#### About this exercise
Reproduce, with no alteration, the span of lines that begins at the line containing "epoch_loss += net.train_sample(x, label);" and ends at the last line of the records, both ends included, and nothing else.
Data for analysis: Begin
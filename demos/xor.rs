//! XOR Training Driver
//!
//! Trains a 2-4-1 dense/sigmoid network on the four XOR input pairs with
//! plain per-sample SGD and mean squared error — the smallest end-to-end
//! exercise of the engine's forward/backward/update cycle.
//!
//! ## Usage
//!
//! ```bash
//! cargo run --release --example xor
//! cargo run --release --example xor -- --epochs 2000 --lr 0.5 --seed 7
//! cargo run --release --example xor -- --predictions xor_predictions.csv
//! ```

use clap::Parser;
use cesario::{
    Dense, Layer, Loss, MSELoss, Network, PredictionWriter, RandomGenerator, Sigmoid, Tensor,
    TrainingConfig, TrainingLogger,
};

#[derive(Parser)]
#[command(name = "xor", about = "Train a 2-4-1 sigmoid network on XOR")]
struct Args {
    /// Number of passes over the four XOR pairs
    #[arg(long, default_value = "5000")]
    epochs: usize,

    /// SGD learning rate
    #[arg(long, default_value = "1.0")]
    lr: f64,

    /// Seed for weight initialization
    #[arg(long, default_value = "42")]
    seed: u64,

    /// Print metrics every N epochs
    #[arg(long, default_value = "500")]
    print_every: usize,

    /// Path for the per-epoch metrics CSV
    #[arg(long, default_value = "xor_training_log.csv")]
    log: String,

    /// Optional path for the (index, predicted class) export
    #[arg(long)]
    predictions: Option<String>,
}

fn xor_pairs() -> Vec<(Tensor, Tensor)> {
    [(0.0, 0.0), (0.0, 1.0), (1.0, 0.0), (1.0, 1.0)]
        .iter()
        .map(|&(a, b)| {
            let label = if (a as i32) ^ (b as i32) == 1 { 1.0 } else { 0.0 };
            (Tensor::vector(vec![a, b]), Tensor::vector(vec![label]))
        })
        .collect()
}

fn main() -> std::io::Result<()> {
    let args = Args::parse();
    let config = TrainingConfig {
        learning_rate: args.lr,
        num_epochs: args.epochs,
        batch_size: 1,
        print_every: args.print_every,
    };
    println!(
        "Training XOR with configuration:\n{}",
        config.to_json().expect("config serializes")
    );

    let mut rng = RandomGenerator::from_seed(args.seed);
    let mut net = Network::new(
        vec![
            Layer::Dense(Dense::new(2, 4, "xavier", &mut rng)),
            Layer::Sigmoid(Sigmoid::new(4)),
            Layer::Dense(Dense::new(4, 1, "xavier", &mut rng)),
            Layer::Sigmoid(Sigmoid::new(1)),
        ],
        Loss::Mse(MSELoss::new()),
    );

    let pairs = xor_pairs();
    let mut logger = TrainingLogger::new(&args.log)?;

    for epoch in 1..=config.num_epochs {
        let mut epoch_loss = 0.0;
        for (x, label) in &pairs {
            epoch_loss += net.train_sample(x, label);
            net.update_parameters(config.batch_size, config.learning_rate);
        }

        if epoch % config.print_every == 0 || epoch == config.num_epochs {
            let correct = pairs
                .iter()
                .filter(|(x, label)| {
                    (net.predict(x).data[0] > 0.5) == (label.data[0] > 0.5)
                })
                .count();
            logger.log(
                epoch,
                epoch_loss / pairs.len() as f64,
                correct as f64 / pairs.len() as f64,
            )?;
        }
    }

    println!("\nFinal predictions:");
    for (x, label) in &pairs {
        let out = net.predict(x);
        println!(
            "{} XOR {} = {:.4} ~ {}",
            x.data[0] as i32, x.data[1] as i32, out.data[0], label.data[0] as i32
        );
    }

    if let Some(path) = args.predictions {
        // Two-column export: threshold at 0.5 picks the predicted class
        let mut writer = PredictionWriter::new(&path)?;
        for (i, (x, _)) in pairs.iter().enumerate() {
            let class = usize::from(net.predict(x).data[0] > 0.5);
            writer.write(i, class)?;
        }
        writer.flush()?;
        println!("Wrote predictions to {}", path);
    }

    Ok(())
}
Data for analysis: End
#### Task output
            epoch_loss += net.train_sample(x, label);
            net.update_parameters(config.batch_size, config.learning_rate);
        }

        if epoch % config.print_every == 0 || epoch == config.num_epochs {
            let correct = pairs
                .iter()
                .filter(|(x, label)| {
                    (net.predict(x).data[0] > 0.5) == (label.data[0] > 0.5)
                })
                .count();
            logger.log(
                epoch,
                epoch_loss / pairs.len() as f64,
                correct as f64 / pairs.len() as f64,
            )?;
        }
    }

    println!("\nFinal predictions:");
    for (x, label) in &pairs {
        let out = net.predict(x);
        println!(
            "{} XOR {} = {:.4} ~ {}",
            x.data[0] as i32, x.data[1] as i32, out.data[0], label.data[0] as i32
        );
    }

    if let Some(path) = args.predictions {
        // Two-column export: threshold at 0.5 picks the predicted class
        let mut writer = PredictionWriter::new(&path)?;
        for (i, (x, _)) in pairs.iter().enumerate() {
            let class = usize::from(net.predict(x).data[0] > 0.5);
            writer.write(i, class)?;
        }
        writer.flush()?;
        println!("Wrote predictions to {}", path);
    }

    Ok(())
}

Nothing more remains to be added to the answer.